Where the string "ReservationSettings" occurs in a line of the data below, that line should be copied.

************

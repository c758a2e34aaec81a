//! Configuration module
//!
//! TOML file with one table per concern. Every field has a default, so an
//! empty or missing file is a valid configuration.

use std::path::{Path, PathBuf};

use chrono::Duration;
use serde::{Deserialize, Serialize};
use thiserror::Error;

use crate::application::services::ReservationSettings;
use crate::infrastructure::DatabaseConfig;

/// Environment variable naming an explicit config file
pub const CONFIG_ENV: &str = "CAR_RENTAL_CONFIG";

/// Upper bound for `reservations.draft_ttl_minutes` (one year)
pub const MAX_DRAFT_TTL_MINUTES: i64 = 365 * 24 * 60;

#[derive(Debug, Error)]
pub enum ConfigError {
    #[error("Failed to read {path}: {source}")]
    Io {
        path: PathBuf,
        #[source]
        source: std::io::Error,
    },

    #[error("Failed to parse {path}: {source}")]
    Parse {
        path: PathBuf,
        #[source]
        source: toml::de::Error,
    },

    #[error("Invalid configuration: {0}")]
    Invalid(String),
}

#[derive(Debug, Clone, Default, Serialize, Deserialize)]
#[serde(default)]
pub struct AppConfig {
    pub database: DatabaseSection,
    pub logging: LoggingSection,
    pub reservations: ReservationSection,
    pub server: ServerSection,
}

#[derive(Debug, Clone, Serialize, Deserialize)]
#[serde(default)]
pub struct DatabaseSection {
    pub url: String,
}

impl Default for DatabaseSection {
    fn default() -> Self {
        Self {
            url: DatabaseConfig::default().url,
        }
    }
}

#[derive(Debug, Clone, Serialize, Deserialize)]
#[serde(default)]
pub struct LoggingSection {
    /// EnvFilter directive, e.g. "info" or "car_rental=debug"
    pub level: String,
    /// "text" or "json"
    pub format: String,
}

impl Default for LoggingSection {
    fn default() -> Self {
        Self {
            level: "info".to_string(),
            format: "text".to_string(),
        }
    }
}

#[derive(Debug, Clone, Serialize, Deserialize)]
#[serde(default)]
pub struct ReservationSection {
    /// Minutes a Draft may wait for confirmation
    pub draft_ttl_minutes: i64,
    /// Seconds between expiry sweeps
    pub expiry_check_interval_secs: u64,
}

impl Default for ReservationSection {
    fn default() -> Self {
        Self {
            draft_ttl_minutes: 60,
            expiry_check_interval_secs: 60,
        }
    }
}

#[derive(Debug, Clone, Serialize, Deserialize)]
#[serde(default)]
pub struct ServerSection {
    /// Seconds to wait for background tasks on shutdown
    pub shutdown_timeout: u64,
}

impl Default for ServerSection {
    fn default() -> Self {
        Self {
            shutdown_timeout: 30,
        }
    }
}

impl AppConfig {
    /// Load from `path`. A missing file yields the defaults.
    pub fn load(path: &Path) -> Result<Self, ConfigError> {
        if !path.exists() {
            return Ok(Self::default());
        }

        let raw = std::fs::read_to_string(path).map_err(|source| ConfigError::Io {
            path: path.to_path_buf(),
            source,
        })?;

        let config = Self::from_toml(&raw).map_err(|e| match e {
            ConfigError::Parse { source, .. } => ConfigError::Parse {
                path: path.to_path_buf(),
                source,
            },
            other => other,
        })?;
        Ok(config)
    }

    pub fn from_toml(raw: &str) -> Result<Self, ConfigError> {
        let config: Self = toml::from_str(raw).map_err(|source| ConfigError::Parse {
            path: PathBuf::new(),
            source,
        })?;
        config.validate()?;
        Ok(config)
    }

    pub fn validate(&self) -> Result<(), ConfigError> {
        if self.database.url.trim().is_empty() {
            return Err(ConfigError::Invalid("database.url is empty".into()));
        }
        let ttl = self.reservations.draft_ttl_minutes;
        if ttl <= 0 || ttl > MAX_DRAFT_TTL_MINUTES {
            return Err(ConfigError::Invalid(format!(
                "reservations.draft_ttl_minutes must be between 1 and {}, got {}",
                MAX_DRAFT_TTL_MINUTES, ttl
            )));
        }
        if self.reservations.expiry_check_interval_secs == 0 {
            return Err(ConfigError::Invalid(
                "reservations.expiry_check_interval_secs must be positive".into(),
            ));
        }
        match self.logging.format.to_lowercase().as_str() {
            "text" | "json" => Ok(()),
            other => Err(ConfigError::Invalid(format!(
                "logging.format must be \"text\" or \"json\", got \"{}\"",
                other
            ))),
        }
    }

    pub fn database_config(&self) -> DatabaseConfig {
        DatabaseConfig {
            url: self.database.url.clone(),
        }
    }

    pub fn reservation_settings(&self) -> ReservationSettings {
        ReservationSettings {
            draft_ttl: Duration::minutes(
                self.reservations
                    .draft_ttl_minutes
                    .clamp(1, MAX_DRAFT_TTL_MINUTES),
            ),
        }
    }
}

/// `$CAR_RENTAL_CONFIG`, else `<config_dir>/car-rental/config.toml`
pub fn default_config_path() -> PathBuf {
    if let Ok(path) = std::env::var(CONFIG_ENV) {
        return PathBuf::from(path);
    }
    dirs_next::config_dir()
        .unwrap_or_else(|| PathBuf::from("."))
        .join("car-rental")
        .join("config.toml")
}

#[cfg(test)]
mod tests {
    use super::*;

    #[test]
    fn empty_document_gives_defaults() {
        let cfg = AppConfig::from_toml("").unwrap();
        assert_eq!(cfg.logging.level, "info");
        assert_eq!(cfg.reservations.draft_ttl_minutes, 60);
        assert_eq!(cfg.reservation_settings().draft_ttl, Duration::minutes(60));
    }

    #[test]
    fn partial_sections_keep_other_defaults() {
        let cfg = AppConfig::from_toml(
            r#"
            [reservations]
            draft_ttl_minutes = 15

            [logging]
            format = "json"
            "#,
        )
        .unwrap();
        assert_eq!(cfg.reservations.draft_ttl_minutes, 15);
        assert_eq!(cfg.reservations.expiry_check_interval_secs, 60);
        assert_eq!(cfg.logging.format, "json");
        assert_eq!(cfg.server.shutdown_timeout, 30);
    }

    #[test]
    fn rejects_non_positive_ttl() {
        let err = AppConfig::from_toml("[reservations]\ndraft_ttl_minutes = 0\n").unwrap_err();
        assert!(matches!(err, ConfigError::Invalid(_)));
    }

    #[test]
    fn rejects_ttl_beyond_one_year() {
        for raw in ["9223372036854775807", "1000000000000", "525601"] {
            let doc = format!("[reservations]\ndraft_ttl_minutes = {raw}\n");
            let err = AppConfig::from_toml(&doc).unwrap_err();
            assert!(matches!(err, ConfigError::Invalid(_)), "accepted {raw}");
        }

        let cfg = AppConfig::from_toml("[reservations]\ndraft_ttl_minutes = 525600\n").unwrap();
        assert_eq!(cfg.reservation_settings().draft_ttl, Duration::days(365));
    }

    #[test]
    fn settings_never_panic_on_unvalidated_ttl() {
        let mut cfg = AppConfig::default();
        cfg.reservations.draft_ttl_minutes = i64::MAX;
        assert_eq!(
            cfg.reservation_settings().draft_ttl,
            Duration::minutes(MAX_DRAFT_TTL_MINUTES)
        );
    }

    #[test]
    fn rejects_unknown_log_format() {
        let err = AppConfig::from_toml("[logging]\nformat = \"yaml\"\n").unwrap_err();
        assert!(matches!(err, ConfigError::Invalid(_)));
    }

    #[test]
    fn malformed_toml_is_a_parse_error() {
        let err = AppConfig::from_toml("[database\nurl = 1").unwrap_err();
        assert!(matches!(err, ConfigError::Parse { .. }));
    }

    #[test]
    fn missing_file_gives_defaults() {
        let path = std::env::temp_dir().join(format!("car-rental-{}.toml", uuid::Uuid::new_v4()));
        let cfg = AppConfig::load(&path).unwrap();
        assert_eq!(cfg.database.url, DatabaseConfig::default().url);
    }

    #[test]
    fn load_reads_file_from_disk() {
        let path = std::env::temp_dir().join(format!("car-rental-{}.toml", uuid::Uuid::new_v4()));
        std::fs::write(&path, "[database]\nurl = \"sqlite::memory:\"\n").unwrap();
        let cfg = AppConfig::load(&path).unwrap();
        std::fs::remove_file(&path).unwrap();
        assert_eq!(cfg.database_config().url, "sqlite::memory:");
    }
}
//! Non-persistent storage backends

pub mod memory;

pub use memory::InMemoryRepositoryProvider;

************

> ANSWER SPACE
use crate::application::services::ReservationSettings;
    pub fn reservation_settings(&self) -> ReservationSettings {
        ReservationSettings {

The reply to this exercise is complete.